Tony Caudle was named Wilmington city manager during Tuesday morning’s agenda briefing. (Port City Daily/Courtesy City of Wilmington)

WILMINGTON — After working for the City of Wilmington for more than a decade —  and acting as interim city manager for two months — council voted unanimously Tuesday morning during its agenda briefing to name Tony Caudle city manager. Caudle’s position went into effect immediately.

A native of Wilmington, Caudle has worked as the city’s deputy manager since 2008. He joined the team after serving as town manager for Black Mountain.
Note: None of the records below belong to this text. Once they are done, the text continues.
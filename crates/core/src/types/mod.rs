//! Core types for Aquarelle.
//!
//! This module provides type-safe wrappers for common domain concepts.

pub mod category;
pub mod email;
pub mod id;
pub mod price;
pub mod status;

pub use category::{ArtworkCategory, Dimensions, Unit};
pub use email::{Email, EmailError};
pub use id::*;
pub use price::{Price, PriceError};
pub use status::{Availability, Role};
Caudle graduated from UNC Chapel Hill with a masters in public administration and got his start in Asheville’s city planning. Since, he has served multiple towns and cities for more than three decades, including his work as town manager for the coastal communities of Wrightsville Beach and Topsail Beach for 12 years.

He also managed the city of Woodruff in South Carolina, and was a finalist at the end of 2020 to become city manager for Myrtle Beach.

In February 2021, former city manager Sterling Cheatham announced his retirement and officially left his Wilmington post on June 1, 2021; Caudle took over as interim city manager. Mayor Bill Saffo praised the former deputy manager for his service during this time.

“He has adeptly managed a transition in administrative leadership and strikes an important balance between continuity and fresh vision,” Saffo said in a release. “I have every confidence in his ability to maintain the successes and progress we have come to expect of our city.”

“I am humbled and grateful for the opportunity to continue serving the City of Wilmington in this leadership role,” Caudle said in a release. “Building an efficient and effective city organization requires a great deal of time, dedication, and a shared commitment to public service. I will work hard every day to honor City Council’s trust in me, support and develop our city’s workforce, and provide a high level of service to the people of Wilmington.”